The vessel-simulating flow-through cell (vFTC) has been used to examine release and distribution from drug-eluting stents in an in vitro model adapted to the stent placement in vivo. The aim of this study was to examine the effect of the admixture of different hydrophobic additives to the vessel wall simulating hydrogel compartment on release and distribution from model substance-coated stents. Four alginate-based gel formulations containing reversed-phase column microparticles LiChroprep® RP-18 or medium-chain triglycerides in form of preprocessed oil-in-water emulsions Lipofundin® MCT in different concentrations were successfully developed. Alginate and modified gels were characterized regarding the distribution coefficient for the fluorescent model substances, fluorescein and triamterene, and release as well as distribution of model substances from coated stents were investigated in the vFTC. Distribution coefficients for the hydrophobic model substance triamterene and the hydrophobized gel formulations were up to four times higher than for the reference gel. However, comparison of the obtained release profiles yielded no major differences in dissolution and distribution behavior for both fluorescent model substances (fluorescein, triamterene). Comparison of the test results with mathematically modeled data acquired using finite element methods demonstrated a good agreement between modeled data and experimental results indicating that gel hydrophobicity will only influence release in cases of fast releasing stent coatings.

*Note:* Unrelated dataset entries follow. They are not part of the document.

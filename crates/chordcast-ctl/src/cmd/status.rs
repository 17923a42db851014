//! Node status, ring, finger table and registration commands.

use anyhow::Result;
use serde::Deserialize;

use chordcast_core::topology::RingNode;

use super::http::{base_url, get_json};

// ── Response types ────────────────────────────────────────────────────────────

#[derive(Deserialize)]
struct StatusResponse {
    node: String,
    hash: u64,
    endpoint: String,
    address_bits: u32,
    dissemination: String,
    ready: bool,
    local_quorum_met: bool,
    publishers: usize,
    subscribers: usize,
    brokers: usize,
    pending_forwards: usize,
    ring_size: usize,
}

#[derive(Deserialize)]
struct RingResponse {
    address_bits: u32,
    nodes: Vec<RingNode>,
}

#[derive(Deserialize)]
struct FingersResponse {
    node: String,
    fingers: Vec<FingerInfo>,
}

#[derive(Deserialize)]
struct FingerInfo {
    start: u64,
    node: RingNode,
}

#[derive(Deserialize)]
struct RegistrationsResponse {
    registrations: Vec<RegistrationInfo>,
}

#[derive(Deserialize)]
struct RegistrationInfo {
    id: String,
    role: String,
    address: String,
    port: u16,
    topics: Vec<String>,
}

#[derive(Deserialize)]
struct TopicResponse {
    topic: String,
    hash: u64,
    owner: RingNode,
}

// ── Commands ──────────────────────────────────────────────────────────────────

pub async fn cmd_status(port: u16) -> Result<()> {
    let s: StatusResponse = get_json(&format!("{}/status", base_url(port))).await?;

    println!("═══════════════════════════════════════");
    println!("  Discovery Node {}", s.node);
    println!("═══════════════════════════════════════");
    println!("  Endpoint         : {}", s.endpoint);
    println!("  Ring hash        : {} ({}-bit space)", s.hash, s.address_bits);
    println!("  Ring size        : {}", s.ring_size);
    println!("  Dissemination    : {}", s.dissemination);
    println!("  System ready     : {}", s.ready);
    println!("  Local quorum     : {}", s.local_quorum_met);
    println!("  Publishers       : {}", s.publishers);
    println!("  Subscribers      : {}", s.subscribers);
    println!("  Brokers          : {}", s.brokers);
    println!("  Pending forwards : {}", s.pending_forwards);
    Ok(())
}

pub async fn cmd_ring(port: u16) -> Result<()> {
    let r: RingResponse = get_json(&format!("{}/ring", base_url(port))).await?;

    println!("Ring ({} nodes, {}-bit space)", r.nodes.len(), r.address_bits);
    for n in &r.nodes {
        println!("  {:>20}  {:<10} {}", n.hash, n.id, n.endpoint());
    }
    Ok(())
}

pub async fn cmd_fingers(port: u16) -> Result<()> {
    let f: FingersResponse = get_json(&format!("{}/fingers", base_url(port))).await?;

    println!("Finger table of {}", f.node);
    for (i, e) in f.fingers.iter().enumerate() {
        println!("  [{:>2}] start {:>20} -> {} ({})", i, e.start, e.node.id, e.node.hash);
    }
    Ok(())
}

pub async fn cmd_registrations(port: u16) -> Result<()> {
    let r: RegistrationsResponse = get_json(&format!("{}/registrations", base_url(port))).await?;

    if r.registrations.is_empty() {
        println!("No registrants stored on this node.");
        return Ok(());
    }
    for reg in &r.registrations {
        println!("  ┌─ {} ({})", reg.id, reg.role);
        println!("  │  address : {}:{}", reg.address, reg.port);
        println!("  └─ topics  : {}", reg.topics.join(", "));
    }
    Ok(())
}

pub async fn cmd_topic(port: u16, topic: &str) -> Result<()> {
    let t: TopicResponse = get_json(&format!("{}/topics/{}", base_url(port), topic)).await?;
    println!("{} -> hash {} -> {} ({})", t.topic, t.hash, t.owner.id, t.owner.endpoint());
    Ok(())
}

Impact of flow pulsatility on arterial drug distribution in stent-based therapy

Drug-eluting stents reside in a dynamic fluid environment where the extent to which drugs are distributed within the arterial wall is critically modulated by the blood flowing through the arterial lumen. Yet several factors associated with the pulsatile nature of blood flow and their impact on arterial drug deposition have not been fully investigated. We employed an integrated framework comprising bench-top and computational models to explore the factors governing the time-varying fluid dynamic environment within the vasculature and their effects on arterial drug distribution patterns. A custom-designed bench-top framework comprising a model of a single drug-eluting stent strut and a poly-vinyl alcohol-based hydrogel as a model tissue bed simulated fluid flow and drug transport under fully apposed strut settings. Bench-top experiments revealed a relative independence between drug distribution and the factors governing pulsatile flow and these findings were validated with the in silico model. Interestingly, computational models simulating suboptimal deployment settings revealed a complex interplay between arterial drug distribution, Womersley number and the extent of malapposition. In particular, for a stent strut offset from the wall, total drug deposition was sensitive to changes in the pulsatile flow environment, with this dependence increasing with greater wall displacement. Our results indicate that factors governing pulsatile luminal flow on arterial drug deposition should be carefully considered in conjunction with device deployment settings for better utilization of drug-eluting stent therapy.